About this exercise
Beneath this line is the data. Output exactly the lines from the line with "let _guard = self.guards.acquire(&target.key()).await;" to the line with "locker.owner_type = OwnerType::Rfid;", both ends included, and nothing more.

Input
impl StateManager {
    pub fn new(db: Arc<StateDb>, reservation_seconds: u64) -> Self {
        Self {
            db,
            guards: GuardMap::new(),
            reservation_seconds: reservation_seconds as i64,
        }
    }

    fn load(&self, key: &LockerKey) -> Result<Locker> {
        self.db
            .get_locker(key)?
            .ok_or_else(|| LockerError::LockerNotFound(key.to_string()))
    }

    fn commit(&self, mut locker: Locker, event: Event) -> Result<Locker> {
        locker.version += 1;
        self.db.commit_locker_transition(&locker, &event)?;
        Ok(locker)
    }

    /// `assignRfid(uid)`: Free → Reserved. Picks the first `Free`, non-VIP
    /// locker on the kiosk automatically — `NoLockersAvailable` if none,
    /// `AlreadyOwns` if `uid` already holds one on this kiosk.
    pub async fn assign_rfid(
        &self,
        kiosk_id: &KioskId,
        uid: &str,
        now: Timestamp,
    ) -> Result<Locker> {
        let lockers = self.db.iter_lockers_for_kiosk(kiosk_id)?;

        if lockers.iter().any(|l| {
            l.owner_type == OwnerType::Rfid
                && l.owner_key.as_deref() == Some(uid)
                && matches!(
                    l.status,
                    LockerStatus::Owned | LockerStatus::Opening | LockerStatus::Reserved
                )
        }) {
            return Err(LockerError::AlreadyOwns);
        }

        let target = lockers
            .into_iter()
            .find(|l| l.status == LockerStatus::Free && !l.is_vip)
            .ok_or(LockerError::NoLockersAvailable)?;

        let _guard = self.guards.acquire(&target.key()).await;
        let mut locker = self.load(&target.key())?;
        if locker.status != LockerStatus::Free {
            return Err(LockerError::Conflict(locker.key().to_string()));
        }

        locker.status = LockerStatus::Reserved;
        locker.owner_type = OwnerType::Rfid;
        locker.owner_key = Some(uid.to_string());
        locker.reserved_at = Some(now);

        let ev = event(
            kiosk_id,
            locker.locker_id,
            EventType::RfidAssign,
            &format!("rfid:{uid}"),
            now,
            serde_json::json!({ "phase": "reserved" }),
        );
        self.commit(locker, ev)
    }

    /// `confirmOwnership(uid)`: Reserved → Opening, within the reservation
    /// window.
    pub async fn confirm_ownership(
        &self,
        key: &LockerKey,
        uid: &str,
        now: Timestamp,
    ) -> Result<Locker> {
        let _guard = self.guards.acquire(key).await;
        let mut locker = self.load(key)?;

        if locker.status != LockerStatus::Reserved {
            return Err(LockerError::Conflict(key.to_string()));
        }
        if locker.owner_key.as_deref() != Some(uid) {
            return Err(LockerError::OwnershipMismatch);
        }
        let reserved_at = locker.reserved_at.unwrap_or(now);
        if now - reserved_at > self.reservation_seconds {
            return Err(LockerError::Conflict(format!(
                "{key}: reservation window elapsed"
            )));
        }

        locker.status = LockerStatus::Opening;
        locker.pending_intent = Some(PendingIntent::RfidAssign);

        let ev = event(
            &key.kiosk_id,
            key.locker_id,
            EventType::RfidAssign,
            &format!("rfid:{uid}"),
            now,
            serde_json::json!({ "phase": "opening" }),
        );
        self.commit(locker, ev)
    }

    /// `presentRfid(uid)`: Owned → Opening (release intent). Does not pulse;
    /// the caller pulses hardware and then reports back via
    /// `pulse_succeeded`/`pulse_failed`.
    pub async fn present_rfid(
        &self,
        key: &LockerKey,
        uid: &str,
        now: Timestamp,
    ) -> Result<Locker> {
        let _guard = self.guards.acquire(key).await;
        let mut locker = self.load(key)?;

        if locker.status != LockerStatus::Owned {
            return Err(LockerError::Conflict(key.to_string()));
        }
        if locker.owner_key.as_deref() != Some(uid) {
            return Err(LockerError::OwnershipMismatch);
        }

        locker.status = LockerStatus::Opening;
        locker.pending_intent = Some(PendingIntent::RfidRelease);

        let ev = event(
            &key.kiosk_id,
            key.locker_id,
            EventType::RfidRelease,
            &format!("rfid:{uid}"),
            now,
            serde_json::json!({ "phase": "opening" }),
        );
        self.commit(locker, ev)
    }

    /// `staffOpen`: Free/Owned/Reserved → Opening (staff-initiated). VIP
    /// lockers require `override_ = true`. `release = true` additionally
    /// clears ownership once the pulse succeeds.
    pub async fn staff_open(
        &self,
        key: &LockerKey,
        staff_user: &str,
        override_: bool,
        release: bool,
        now: Timestamp,
    ) -> Result<Locker> {
        let _guard = self.guards.acquire(key).await;
        let mut locker = self.load(key)?;

        if !matches!(
            locker.status,
            LockerStatus::Free | LockerStatus::Owned | LockerStatus::Reserved
        ) {
            return Err(LockerError::Conflict(key.to_string()));
        }
        if locker.is_vip && !override_ {
            return Err(LockerError::Conflict(format!(
                "{key}: vip locker requires override"
            )));
        }

        let revert_to = locker.status;
        locker.status = LockerStatus::Opening;
        locker.pending_intent = Some(if release {
            PendingIntent::StaffRelease
        } else {
            PendingIntent::StaffOpen { revert_to }
        });

        let ev = event(
            &key.kiosk_id,
            key.locker_id,
            EventType::StaffOpen,
            staff_user,
            now,
            serde_json::json!({ "release": release, "override": override_ }),
        );
        self.commit(locker, ev)
    }

    /// `blockByStaff`: any non-`Blocked` status → `Blocked`. Owner fields are
    /// cleared for non-VIP lockers; a VIP locker keeps its `owner_type = vip`
    /// / `owner_key` so `unblockByStaff` can restore ownership (see
    /// `invariant_owned_has_owner` and DESIGN.md's resolution of invariant
    /// (iv) — a VIP locker must never lose its VIP identity, block included).
    pub async fn block_by_staff(
        &self,
        key: &LockerKey,
        staff_user: &str,
        reason: &str,
        now: Timestamp,
    ) -> Result<Locker> {
        let _guard = self.guards.acquire(key).await;
        let mut locker = self.load(key)?;

        if locker.status == LockerStatus::Blocked {
            return Err(LockerError::Conflict(key.to_string()));
        }

        locker.status = LockerStatus::Blocked;
        locker.pending_intent = None;
        locker.reserved_at = None;
        if !locker.is_vip {
            locker.owner_type = OwnerType::None;
            locker.owner_key = None;
            locker.owned_at = None;
        }

        let ev = event(
            &key.kiosk_id,
            key.locker_id,
            EventType::Block,
            staff_user,
            now,
            serde_json::json!({ "reason": reason }),
        );
        self.commit(locker, ev)
    }

    /// `unblockByStaff`: `Blocked` → `Free`, or for a VIP locker → `Owned`
    /// (its contract ownership was preserved through the block).
    pub async fn unblock_by_staff(
        &self,
        key: &LockerKey,
        staff_user: &str,
        now: Timestamp,
    ) -> Result<Locker> {
        let _guard = self.guards.acquire(key).await;
        let mut locker = self.load(key)?;

        if locker.status != LockerStatus::Blocked {
            return Err(LockerError::Conflict(key.to_string()));
        }

        if locker.is_vip {
            locker.status = LockerStatus::Owned;
            locker.owned_at = Some(now);
        } else {
            locker.status = LockerStatus::Free;
        }

        let ev = event(
            &key.kiosk_id,
            key.locker_id,
            EventType::Unblock,
            staff_user,
            now,
            serde_json::json!({}),
        );
        self.commit(locker, ev)
    }

    /// `clearError(staff)`: `Error` → `Free`.
    pub async fn clear_error(
        &self,
        key: &LockerKey,
        staff_user: &str,
        now: Timestamp,
    ) -> Result<Locker> {
        let _guard = self.guards.acquire(key).await;
        let mut locker = self.load(key)?;

        if locker.status != LockerStatus::Error {
            return Err(LockerError::Conflict(key.to_string()));
        }

        locker.status = LockerStatus::Free;
        locker.owner_type = OwnerType::None;
        locker.owner_key = None;
        locker.reserved_at = None;
        locker.owned_at = None;
        locker.pending_intent = None;

        let ev = event(
            &key.kiosk_id,
            key.locker_id,
            EventType::Unblock,
            staff_user,
            now,
            serde_json::json!({ "cleared_error": true }),
        );
        self.commit(locker, ev)
    }

    /// Applies the outcome of a completed hardware pulse. `Opening` →
    /// terminal state determined by `pending_intent`.
    pub async fn pulse_succeeded(&self, key: &LockerKey, now: Timestamp) -> Result<Locker> {
        let _guard = self.guards.acquire(key).await;
        let mut locker = self.load(key)?;

        if locker.status != LockerStatus::Opening {
            return Err(LockerError::Conflict(key.to_string()));
        }
        let intent = locker
            .pending_intent
            .ok_or_else(|| LockerError::Conflict(format!("{key}: no pending intent")))?;

        let (event_type, actor) = match intent {
            PendingIntent::RfidAssign => {
                locker.status = LockerStatus::Owned;
                locker.owned_at = Some(now);
                locker.reserved_at = None;
                (
                    EventType::RfidAssign,
                    locker.owner_key.clone().unwrap_or_else(|| "system".into()),
                )
            }
            PendingIntent::RfidRelease => {
                let actor = locker.owner_key.clone().unwrap_or_else(|| "system".into());
                locker.status = LockerStatus::Free;
                locker.owner_type = OwnerType::None;
                locker.owner_key = None;
                locker.owned_at = None;
                locker.reserved_at = None;
                (EventType::RfidRelease, actor)
            }
            PendingIntent::StaffOpen { revert_to } => {
                locker.status = revert_to;
                (EventType::StaffOpen, "system".to_string())
            }
            PendingIntent::StaffRelease => {
                locker.status = LockerStatus::Free;
                locker.owner_type = OwnerType::None;
                locker.owner_key = None;
                locker.owned_at = None;
                locker.reserved_at = None;
                (EventType::StaffOpen, "system".to_string())
            }
        };
        locker.pending_intent = None;

        let ev = event(
            &key.kiosk_id,
            key.locker_id,
            event_type,
            &actor,
            now,
            serde_json::json!({ "outcome": "pulse_succeeded" }),
        );
        self.commit(locker, ev)
    }

    /// `pulseFailed` with retries exhausted: `Opening` → `Error`. Recovery
    /// safety (§8 property 5) — never falls back to `Free` or `Owned`.
    pub async fn pulse_failed(
        &self,
        key: &LockerKey,
        last_error: &str,
        now: Timestamp,
    ) -> Result<Locker> {
        let _guard = self.guards.acquire(key).await;
        let mut locker = self.load(key)?;

        if locker.status != LockerStatus::Opening {
            return Err(LockerError::Conflict(key.to_string()));
        }
        locker.status = LockerStatus::Error;
        locker.pending_intent = None;

        let ev = event(
            &key.kiosk_id,
            key.locker_id,
            EventType::HardwareError,
            "system",
            now,
            serde_json::json!({ "last_error": last_error }),
        );
        self.commit(locker, ev)
    }

    /// Sweeps `Reserved` lockers older than the reservation window back to
    /// `Free`, emitting `reservation_expired` (§4.2, §8 property 12).
    pub async fn sweep_expired_reservations(&self, now: Timestamp) -> Result<usize> {
        let mut swept = 0;
        for locker in self.db.iter_all_lockers()? {
            if locker.status != LockerStatus::Reserved {
                continue;
            }
            let reserved_at = match locker.reserved_at {
                Some(t) => t,
                None => continue,
            };
            if now - reserved_at <= self.reservation_seconds {
                continue;
            }

            let key = locker.key();
            let _guard = self.guards.acquire(&key).await;
            let mut locker = match self.load(&key) {
                Ok(l) => l,
                Err(_) => continue,
            };
            if locker.status != LockerStatus::Reserved {
                continue; // raced with a confirmOwnership between scan and guard
            }

            locker.status = LockerStatus::Free;
            locker.owner_type = OwnerType::None;
            locker.owner_key = None;
            locker.reserved_at = None;

            let ev = event(
                &key.kiosk_id,
                key.locker_id,
                EventType::ReservationExpired,
                "system",
                now,
                serde_json::json!({}),
            );
            self.commit(locker, ev)?;
            swept += 1;
        }
        Ok(swept)
    }

    pub fn get(&self, key: &LockerKey) -> Result<Locker> {
        self.load(key)
    }

    pub fn list_for_kiosk(&self, kiosk_id: &KioskId) -> Result<Vec<Locker>> {
        self.db.iter_lockers_for_kiosk(kiosk_id)
    }

    /// Decommission: only valid when `Free ∧ ¬is_vip` (§3 lifecycle).
    pub async fn decommission(&self, key: &LockerKey) -> Result<()> {
        let _guard = self.guards.acquire(key).await;
        let locker = self.load(key)?;
        if locker.status != LockerStatus::Free || locker.is_vip {
            return Err(LockerError::Conflict(format!(
                "{key}: decommission requires free, non-vip locker"
            )));
        }
        self.db.delete_locker(key)
    }

    /// Provisioning: first announcement of a channel by a kiosk (§3
    /// lifecycle — "created by provisioning when a kiosk first announces its
    /// channel count").
    pub fn provision_if_absent(&self, kiosk_id: &KioskId, locker_id: LockerNum) -> Result<Locker> {
        let key = LockerKey::new(kiosk_id.clone(), locker_id);
        if let Some(existing) = self.db.get_locker(&key)? {
            return Ok(existing);
        }
        let locker = Locker::free(kiosk_id.clone(), locker_id);
        self.db.put_locker(&locker)?;
        Ok(locker)
    }
}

Exercise response
        let _guard = self.guards.acquire(&target.key()).await;
        let mut locker = self.load(&target.key())?;
        if locker.status != LockerStatus::Free {
            return Err(LockerError::Conflict(locker.key().to_string()));
        }

        locker.status = LockerStatus::Reserved;
        locker.owner_type = OwnerType::Rfid;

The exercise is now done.